I was a sophomore in college in 1985. The HIV/AIDS epidemic was getting tons of airplay in the press and I remember being affixed every morning to my local newspaper. Over a bagel with chive cream cheese and orange juice at the Rathskeller cafeteria each morning, I digested article after article proclaiming that toilet seats, shared gym showers, and kissing were sure-fire ways to contract this illness. Stop having sex with strangers they said, intercourse was definitely a gateway activity. I was suspicious of what was being messaged about this new ailment, but I was also curious. I just wanted to know the truth and it seemed the story was changing every few days.
Back then, not even knowing it, I was sharpening my skills to one day become a writer and a researcher, someone who would spend days and weeks collecting and corroborating facts and releasing them into the world in the form of an academic journal article, a grant proposal, an intermittent blog post or a free downloadable eBook.
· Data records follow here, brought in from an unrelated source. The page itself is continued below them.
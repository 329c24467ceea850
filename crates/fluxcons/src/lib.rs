//! Flux consistency of constraint-based models.
//!
//! Given `S v (sense) b`, `lb <= v <= ub` (plus an optional block of extra
//! inequality rows), find the variables that can carry a flux of magnitude at
//! least ε in some feasible solution, with a witness flux and an orientation
//! for each of them.
//!
//! Layout
//! - `model`: the input model and sparse helpers.
//! - `lp`: canonical LPs, the `LpSolver` seam and the bundled `MicroLp` backend.
//! - `orientation`: the two flip layers and the working-LP transform.
//! - `convex`: LP7 batch/singleton probes (default method).
//! - `nonconvex`: DCA cardinality maximizer and two-sided singleton oracle.
//! - `consistency`: the orchestrating state machine.
//! - `rand_net`: reproducible random networks for tests and benches.

mod cfg;
pub mod api;
pub mod consistency;
pub mod convex;
pub mod error;
pub mod lp;
pub mod model;
pub mod nonconvex;
pub mod orientation;
pub mod rand_net;

#[cfg(test)]
mod test_util;

pub use error::{FluxError, Result};

/// Library version string.
pub const VERSION: &str = env!("CARGO_PKG_VERSION");

/// Common exports for quick imports in callers.
pub mod prelude {
    pub use crate::consistency::{
        find_consistent, find_consistent_with_defaults, ConsistencyCfg, ConsistencyReport, Method,
        PrintLevel,
    };
    pub use crate::lp::{LpSolver, MicroLp};
    pub use crate::model::{ExtraConstraints, Model, Sense};
    pub use nalgebra::{DMatrix, DVector};
}
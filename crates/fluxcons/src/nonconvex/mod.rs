//! Self-contained probes of the nonconvex method.
//!
//! - `score`: saturating cardinality surrogate `Σ w_j min(|v_j|/ε, 1)`.
//! - `dca`: Difference-of-Convex majorize-minimize maximizer of the number of
//!   candidates carrying `|v_j| >= ε`. Sound, not complete: it returns a
//!   stationary point, and callers only read off which fluxes cleared ε.
//! - `single`: exact feasibility oracle for one variable (both directions when
//!   its sign is free).

mod dca;
mod score;
mod single;

pub use dca::maximize_cardinality;
pub use score::score;
pub use single::check_single;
A few weeks into my fall semester, after the guilt set in of attending too many fraternity parties and not prevailing at too many games of quarters, I convinced myself that I had contracted AIDS. I was still a virgin and not seriously dating anyone, but the pile-up in my brain of reading oodles of articles combined with my naïve neurosis finally got the best of me. I still remember the accepting, kind, and understanding nurse at the campus infirmary who asked me several questions and then sighed, looked at me with caring sympathetic eyes, and said, “You don’t fit the profile to even order a test. I can 100% say that I do not think you have AIDS. Come back if you start to have any of the symptoms on this list.” She handed me a list and I drudgingly returned back to my dorm room. What I wanted was confirmation that I was not going to die. I was seeking that fresh feeling of “start over”. You know, the way you feel when you have just filled your gas tank to the brim and there is an open road ahead and a weekend with nowhere you have to be. What I got was a printed symptom list and a head full of “what ifs.” Nothing seemed to comfort me that semester, I amped up my reading on the subject, visited the library so I could access the latest stories and I stayed away from intimate situations. Eventually, I learned to accede and live with the fear.
Fast forward 35 years to the COVID-19 pandemic. Each morning I wake up and go through a similar symptom checklist…Sore throat? Do I feel hot? Can I still smell things? Then I take a deep breath and move on with my day. There really isn’t a mechanism I can come up with to help me cope with the fear these big global health issues bring on. I think time helps me creep toward acceptance and I get used to a new level of toleration, but what I am wondering is, how is everyone else handling this?
What do you do to bypass the fear? I’d love to create a “Combat the Fear” list so we all can learn from each other. Who is willing to send in their anecdotes so we can create a community list together?